DOT Desk: UNICEF on Tuesday appealed for $3.9 billion to support its work for children in humanitarian crises, said a press release.
Millions of children living in countries affected by conflict and disaster lack access to vital child protection services, putting their safety, well-being and futures at risk, warned UNICEF, reports The Daily Sun. UNICEF’s Humanitarian Action for Children sets out the agency’s 2019 appeal and its efforts to provide 41 million children with access to safe water, nutrition, education, health and protection in 59 countries across the globe.

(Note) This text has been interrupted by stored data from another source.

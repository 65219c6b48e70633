use crate::{
    assessment::{
        AssessmentStrategy, UNKNOWN_RATING, clamp_rating, lacks_measurements,
        unavailable_description,
    },
    record::WeatherRecord,
};

/// General-purpose reading built on the record's own classifications.
#[derive(Debug, Clone, Copy, Default)]
pub struct StandardStrategy;

impl AssessmentStrategy for StandardStrategy {
    fn name(&self) -> &'static str {
        "Standard"
    }

    fn is_dangerous(&self, record: &WeatherRecord) -> bool {
        record.has_severe_conditions()
            || record.heat_index().is_some_and(|hi| hi > 105.0)
            || record.wind_chill().is_some_and(|wc| wc < -10.0)
    }

    fn is_good_for_outdoor(&self, record: &WeatherRecord) -> bool {
        record.is_favorable_for_outdoor()
    }

    fn comfort_rating(&self, record: &WeatherRecord) -> u8 {
        if lacks_measurements(record) {
            return UNKNOWN_RATING;
        }
        let mut score = 5;

        if let Some(t) = record.temperature() {
            if (65.0..=80.0).contains(&t.fahrenheit()) {
                score += 2;
            } else if t.is_moderate() {
                score += 1;
            } else {
                score -= 2;
            }
        }

        if let Some(h) = record.humidity() {
            if h.is_comfortable() {
                score += 1;
            } else if h.is_high() || h.is_low() {
                score -= 1;
            }
        }

        if record.wind().is_some_and(|w| w.is_strong()) {
            score -= 1;
        }

        let condition = record.condition();
        if condition.is_severe() {
            score -= 3;
        } else if condition.is_outdoor_suitable() {
            score += 1;
        }

        clamp_rating(score)
    }

    fn weather_description(&self, record: &WeatherRecord) -> String {
        let (Some(t), Some(h), Some(w)) = (record.temperature(), record.humidity(), record.wind())
        else {
            return unavailable_description(record);
        };

        let mut text = format!(
            "{} in {}: {}",
            record.condition(),
            record.location(),
            t,
        );
        if let Some(feels) = record.feels_like().filter(|f| (f - t.fahrenheit()).abs() >= 1.0) {
            text.push_str(&format!(", feels like {feels:.0}°F"));
        }
        text.push_str(&format!(
            ". Humidity {}% ({}), wind {} (Beaufort {}). Comfort {}/10.",
            h.percent(),
            h.comfort().as_str(),
            w,
            w.beaufort(),
            self.comfort_rating(record),
        ));

        if self.is_dangerous(record) {
            text.push_str(" Dangerous conditions: limit time outside.");
        } else if self.is_good_for_outdoor(record) {
            text.push_str(" A good day to be outside.");
        }
        text
    }
}
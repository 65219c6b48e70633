use crate::{
    assessment::{
        AssessmentStrategy, UNKNOWN_RATING, clamp_rating, lacks_measurements,
        unavailable_description,
    },
    record::WeatherRecord,
};

/// Road-travel reading. The comfort rating is a safety score and
/// "good for outdoor" means "safe to travel".
#[derive(Debug, Clone, Copy, Default)]
pub struct TravelSafetyStrategy;

const FREEZING_F: f64 = 32.0;
const NEAR_FREEZING_F: f64 = 35.0;

fn visibility_penalty(miles: f64) -> i32 {
    if miles < 0.25 {
        5
    } else if miles < 0.5 {
        4
    } else if miles < 1.0 {
        3
    } else if miles < 3.0 {
        1
    } else {
        0
    }
}

fn wind_penalty(mph: f64) -> i32 {
    if mph > 40.0 {
        4
    } else if mph > 30.0 {
        3
    } else if mph > 20.0 {
        1
    } else {
        0
    }
}

fn risk_label(score: u8) -> &'static str {
    match score {
        8..=10 => "safe",
        5..=7 => "use caution",
        3..=4 => "hazardous",
        _ => "dangerous",
    }
}

impl AssessmentStrategy for TravelSafetyStrategy {
    fn name(&self) -> &'static str {
        "Travel Safety"
    }

    fn is_dangerous(&self, record: &WeatherRecord) -> bool {
        record.has_severe_conditions()
            || record.temperature_f().is_some_and(|f| f <= FREEZING_F)
            || record.visibility_miles().is_some_and(|v| v < 1.0)
            || record.wind_mph().is_some_and(|mph| mph > 30.0)
    }

    fn is_good_for_outdoor(&self, record: &WeatherRecord) -> bool {
        !lacks_measurements(record) && !self.is_dangerous(record)
    }

    fn comfort_rating(&self, record: &WeatherRecord) -> u8 {
        if lacks_measurements(record) {
            return UNKNOWN_RATING;
        }
        let mut score = 10;

        if let Some(f) = record.temperature_f() {
            if f <= FREEZING_F {
                score -= 3;
            } else if f <= NEAR_FREEZING_F {
                score -= 1;
            }
        }
        if let Some(miles) = record.visibility_miles() {
            score -= visibility_penalty(miles);
        }
        if let Some(mph) = record.wind_mph() {
            score -= wind_penalty(mph);
        }
        if record.has_severe_conditions() {
            score -= 4;
        }

        clamp_rating(score)
    }

    fn weather_description(&self, record: &WeatherRecord) -> String {
        let (Some(f), Some(mph)) = (record.temperature_f(), record.wind_mph()) else {
            return unavailable_description(record);
        };

        let score = self.comfort_rating(record);
        let mut text = format!("Travel safety {score}/10 ({}).", risk_label(score));

        if f <= FREEZING_F {
            text.push_str(&format!(" Freezing at {f:.0}°F: icy roads likely."));
        } else if f <= NEAR_FREEZING_F {
            text.push_str(&format!(" Near freezing at {f:.0}°F: watch for black ice on bridges."));
        }

        match record.visibility_miles() {
            Some(v) if v < 1.0 => text.push_str(&format!(
                " Visibility only {v:.2} miles: use low beams and slow down."
            )),
            Some(v) if v < 3.0 => {
                text.push_str(&format!(" Visibility reduced to {v:.1} miles."))
            }
            Some(_) => text.push_str(" Visibility is good."),
            None => {}
        }

        if mph > 30.0 {
            text.push_str(&format!(
                " Strong crosswinds at {mph:.0} mph: high-profile vehicles at risk."
            ));
        } else if mph > 20.0 {
            text.push_str(&format!(" Gusty at {mph:.0} mph."));
        }

        if record.condition().is_severe() {
            text.push_str(&format!(
                " {}: postpone non-essential travel.",
                record.condition()
            ));
        }
        text
    }
}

Funding for child protection programmes accounts for $385 million of the overall appeal, including almost $121 million for protection services for children affected by the Syria crisis. Today millions of children living through conflict or disaster are suffering horrific levels of violence, distress and trauma, said UNICEF Executive Director Henrietta Fore.
The impact of our child protection work cannot be overstated.
When children do not have safe places to play, when they cannot be reunited with their families, when they do not receive psychosocial support, they will not heal from the unseen scars of war, the executive director said.
UNICEF estimates that more than 34 million children living through conflict and disaster lack access to child protection services, including 6.6 million children in Yemen, 5.5 million children in Syria and 4 million children in the Democratic Republic of the Congo (DRC).
Child protection services include all efforts to prevent and respond to abuse, neglect, exploitation, trauma and violence.
UNICEF also works to ensure that the protection of children is central to all other areas of the organisation’s humanitarian programmes, including water, sanitation and hygiene, education and other areas of work by identifying, mitigating and responding to potential dangers to children’s safety and wellbeing.
However, funding constraints, as well as other challenges including warring parties’ growing disregard for international humanitarian law and the denial of humanitarian access, mean that aid agencies’ capacity to protect children is severely limited.
In the DRC, for example, UNICEF received just a third of the $21 million required for child protection programmes in 2018, while around one-fifth of child protection funding for Syrian children remained unmet.
Since August 2017, more than 730,000 Rohingya, including 400,000 children, have fled violence in Myanmar and settled in Cox’s Bazar.
Despite the enormous challenges of the magnitude and extreme speed of the influx, UNICEF extended life-saving services to over 1.2 million refugees and affected host communities.